Probing the substrate recognition mechanism of the human MTH1 protein by nucleotide analogs.

作者信息

Kamiya Hiroyuki, Yakushiji Hiroyuki, Dugué Laurence, Tanimoto Mitsuhide, Pochet Sylvie, Nakabeppu Yusaku, Harashima Hideyoshi

机构信息

Graduate School of Pharmaceutical Sciences, Hokkaido University, Kita-12, Nishi-6, Kita-ku, Sapporo 060-0812, Japan.

出版信息

J Mol Biol. 2004 Feb 27;336(4):843-50. doi: 10.1016/j.jmb.2003.12.060.

Abstract

To examine the substrate recognition mechanism of the human MTH1 protein, which hydrolyzes 2-hydroxy-dATP, 8-hydroxy-dATP, and 8-hydroxy-dGTP, ten nucleotide analogs (8-bromo-dATP, 8-bromo-dGTP, deoxyisoinosine triphosphate, 8-hydroxy-dITP, 2-aminopurine-deoxyriboside triphosphate, 2-amino-dATP, deoxyxanthosine triphosphate, deoxyoxanosine triphosphate, dITP, and dUTP) were incubated with the MTH1 protein. Of these, the former five nucleotides were hydrolyzed with various efficiencies. The fact that the syn-oriented brominated nucleotides were hydrolyzed suggests that the MTH1 protein binds to deoxynucleotides adopting the syn-conformation.

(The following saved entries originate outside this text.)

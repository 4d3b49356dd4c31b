//! Host-side decoder for the debug-stream slot of a DSP debug window.
//!
//! The firmware keeps one circular buffer per core inside a 4096-byte slot
//! and appends sequence-numbered records to it without any locking. This
//! crate turns fresh copies of that slot into an ordered record stream per
//! core, detecting torn reads through sequence numbers and bounds checks.

mod catch_up;
mod circular;
mod decoder;
pub mod producer;
mod sink;
pub mod slot_layout;

pub use circular::{Cursor, DEFAULT_ERROR_THRESHOLD, FetchError, PollOutcome, RingDecoder};
pub use decoder::StreamDecoder;
pub use sink::RecordSink;
pub use slot_layout::{
    CircularBufHeader, DEBUG_STREAM_MAGIC, SLOT_SIZE, SectionDescriptor, SlotError, SlotHeader,
};
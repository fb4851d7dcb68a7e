fn main() {
    prompteng::app::cli::run();
}
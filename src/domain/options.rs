use std::fmt;

use serde::{Deserialize, Serialize};

use super::AppError;

/// Prompt-generation strategy requested from the backend.
#[derive(Debug, Clone, Copy, PartialEq, Eq, Hash, Default, Serialize, Deserialize)]
#[serde(rename_all = "kebab-case")]
pub enum Mode {
    Basic,
    Quick,
    #[default]
    Deep,
    FewShot,
    Cot,
}

impl Mode {
    /// All available modes in display order.
    pub const ALL: [Mode; 5] = [Mode::Basic, Mode::Quick, Mode::Deep, Mode::FewShot, Mode::Cot];

    /// Wire representation.
    pub fn as_str(&self) -> &'static str {
        match self {
            Mode::Basic => "basic",
            Mode::Quick => "quick",
            Mode::Deep => "deep",
            Mode::FewShot => "few-shot",
            Mode::Cot => "cot",
        }
    }

    /// Human-readable label.
    pub fn label(&self) -> &'static str {
        match self {
            Mode::Basic => "Basic",
            Mode::Quick => "Quick",
            Mode::Deep => "Deep",
            Mode::FewShot => "Few-Shot Examples",
            Mode::Cot => "Chain of Thought",
        }
    }

    /// Parse a mode from its wire name.
    pub fn from_name(name: &str) -> Option<Mode> {
        match name.trim().to_lowercase().as_str() {
            "basic" => Some(Mode::Basic),
            "quick" => Some(Mode::Quick),
            "deep" => Some(Mode::Deep),
            "few-shot" | "fewshot" | "few_shot" => Some(Mode::FewShot),
            "cot" | "chain-of-thought" => Some(Mode::Cot),
            _ => None,
        }
    }

    pub fn parse(name: &str) -> Result<Mode, AppError> {
        Mode::from_name(name).ok_or_else(|| invalid("mode", name, Mode::ALL.map(|m| m.as_str())))
    }
}

/// Writing tone requested from the backend.
#[derive(Debug, Clone, Copy, PartialEq, Eq, Hash, Default, Serialize, Deserialize)]
#[serde(rename_all = "lowercase")]
pub enum Tone {
    #[default]
    Default,
    Formal,
    Friendly,
    Professional,
    Casual,
}

impl Tone {
    pub const ALL: [Tone; 5] =
        [Tone::Default, Tone::Formal, Tone::Friendly, Tone::Professional, Tone::Casual];

    pub fn as_str(&self) -> &'static str {
        match self {
            Tone::Default => "default",
            Tone::Formal => "formal",
            Tone::Friendly => "friendly",
            Tone::Professional => "professional",
            Tone::Casual => "casual",
        }
    }

    pub fn label(&self) -> &'static str {
        match self {
            Tone::Default => "Default",
            Tone::Formal => "Formal",
            Tone::Friendly => "Friendly",
            Tone::Professional => "Professional",
            Tone::Casual => "Casual",
        }
    }

    pub fn from_name(name: &str) -> Option<Tone> {
        Tone::ALL.into_iter().find(|tone| tone.as_str() == name.trim().to_lowercase())
    }

    pub fn parse(name: &str) -> Result<Tone, AppError> {
        Tone::from_name(name).ok_or_else(|| invalid("tone", name, Tone::ALL.map(|t| t.as_str())))
    }
}

/// Output format the generated prompts should request.
#[derive(Debug, Clone, Copy, PartialEq, Eq, Hash, Default, Serialize, Deserialize)]
#[serde(rename_all = "lowercase")]
pub enum ReturnFormat {
    #[default]
    Plain,
    Markdown,
    Json,
}

impl ReturnFormat {
    pub const ALL: [ReturnFormat; 3] =
        [ReturnFormat::Plain, ReturnFormat::Markdown, ReturnFormat::Json];

    pub fn as_str(&self) -> &'static str {
        match self {
            ReturnFormat::Plain => "plain",
            ReturnFormat::Markdown => "markdown",
            ReturnFormat::Json => "json",
        }
    }

    pub fn label(&self) -> &'static str {
        match self {
            ReturnFormat::Plain => "Plain Text",
            ReturnFormat::Markdown => "Markdown",
            ReturnFormat::Json => "JSON",
        }
    }

    pub fn from_name(name: &str) -> Option<ReturnFormat> {
        match name.trim().to_lowercase().as_str() {
            "plain" | "text" => Some(ReturnFormat::Plain),
            "markdown" | "md" => Some(ReturnFormat::Markdown),
            "json" => Some(ReturnFormat::Json),
            _ => None,
        }
    }

    pub fn parse(name: &str) -> Result<ReturnFormat, AppError> {
        ReturnFormat::from_name(name)
            .ok_or_else(|| invalid("format", name, ReturnFormat::ALL.map(|f| f.as_str())))
    }
}

/// Built-in persona clauses offered alongside free-form input.
pub const PERSONA_PRESETS: [(&str, &str, &str); 5] = [
    ("none", "None", ""),
    ("marketing-expert", "Marketing Expert", "as a marketing expert"),
    ("technical-writer", "Technical Writer", "as a technical writer"),
    ("teacher", "Teacher", "as a teacher"),
    ("business-consultant", "Business Consultant", "as a business consultant"),
];

/// Resolve a persona argument into the clause sent to the backend.
///
/// Preset keys map to their clause, `none` maps to the empty clause, anything
/// else is taken verbatim as a free-form clause.
pub fn resolve_persona(value: &str) -> String {
    let trimmed = value.trim();
    PERSONA_PRESETS
        .iter()
        .find(|(key, _, _)| key.eq_ignore_ascii_case(trimmed))
        .map(|(_, _, clause)| clause.to_string())
        .unwrap_or_else(|| trimmed.to_string())
}

/// Label for a persona clause, falling back to the clause itself.
pub fn persona_label(clause: &str) -> &str {
    PERSONA_PRESETS
        .iter()
        .find(|(_, _, preset)| *preset == clause)
        .map(|(_, label, _)| *label)
        .unwrap_or(clause)
}

fn invalid<const N: usize>(kind: &'static str, value: &str, allowed: [&str; N]) -> AppError {
    AppError::InvalidOption { kind, value: value.to_string(), allowed: allowed.join(", ") }
}

impl fmt::Display for Mode {
    fn fmt(&self, f: &mut fmt::Formatter<'_>) -> fmt::Result {
        f.write_str(self.as_str())
    }
}

impl fmt::Display for Tone {
    fn fmt(&self, f: &mut fmt::Formatter<'_>) -> fmt::Result {
        f.write_str(self.as_str())
    }
}

impl fmt::Display for ReturnFormat {
    fn fmt(&self, f: &mut fmt::Formatter<'_>) -> fmt::Result {
        f.write_str(self.as_str())
    }
}
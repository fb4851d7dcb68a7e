mod fake_prompt_client;
mod mock_clipboard;

pub use fake_prompt_client::FakePromptClient;
pub use mock_clipboard::MockClipboard;
use std::collections::HashMap;
use std::sync::{Arc, Mutex};

use crate::domain::AppError;
use crate::ports::{SessionStore, StateKey};

/// In-memory session store. Clones share the same underlying map, so a clone
/// handed to a controller can be inspected afterwards.
#[derive(Debug, Clone, Default)]
pub struct MemorySessionStore {
    values: Arc<Mutex<HashMap<StateKey, String>>>,
}

impl MemorySessionStore {
    pub fn new() -> Self {
        Self::default()
    }

    /// Seed a value directly, bypassing any typed encoding.
    pub fn with(self, key: StateKey, value: &str) -> Self {
        self.lock().insert(key, value.to_string());
        self
    }

    fn lock(&self) -> std::sync::MutexGuard<'_, HashMap<StateKey, String>> {
        // A poisoned map still holds valid strings.
        self.values.lock().unwrap_or_else(|poisoned| poisoned.into_inner())
    }
}

impl SessionStore for MemorySessionStore {
    fn get(&self, key: StateKey) -> Result<Option<String>, AppError> {
        Ok(self.lock().get(&key).cloned())
    }

    fn set(&self, key: StateKey, value: &str) -> Result<(), AppError> {
        self.lock().insert(key, value.to_string());
        Ok(())
    }
}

However, 8-hydroxy-dITP, which lacks the 2-amino group of 8-hydroxy-dGTP, was degraded with tenfold less efficiency as compared with 8-hydroxy-dGTP. In addition, deoxyisoinosine triphosphate, lacking the 6-amino group of 2-hydroxy-dATP, was hydrolyzed as efficiently as 8-hydroxy-dGTP, but less efficiently than 2-hydroxy-dATP. These results clarify the effects of the anti/syn conformation and the functional groups on the 2 and 6 positions of the purine ring on the recognition by the human MTH1 protein.

摘要

为研究水解2-羟基-dATP、8-羟基-dATP和8-羟基-dGTP的人MTH1蛋白的底物识别机制,将十种核苷酸类似物(8-溴-dATP、8-溴-dGTP、脱氧异肌苷三磷酸、8-羟基-dITP、2-氨基嘌呤-脱氧核糖核苷三磷酸、2-氨基-dATP、脱氧黄苷三磷酸、脱氧氧杂核苷三磷酸、dITP和dUTP)与人MTH1蛋白一起孵育。其中,前五种核苷酸以不同效率被水解。同向排列的溴化核苷酸被水解这一事实表明,MTH1蛋白与采用同向构象的脱氧核苷酸结合。然而,缺乏8-羟基-dGTP的2-氨基基团的8-羟基-dITP,其降解效率比8-羟基-dGTP低十倍。此外,缺乏2-羟基-dATP的6-氨基基团的脱氧异肌苷三磷酸,其水解效率与8-羟基-dGTP相同,但低于2-羟基-dATP。这些结果阐明了反式/同向构象以及嘌呤环2位和6位上的官能团对人MTH1蛋白识别的影响。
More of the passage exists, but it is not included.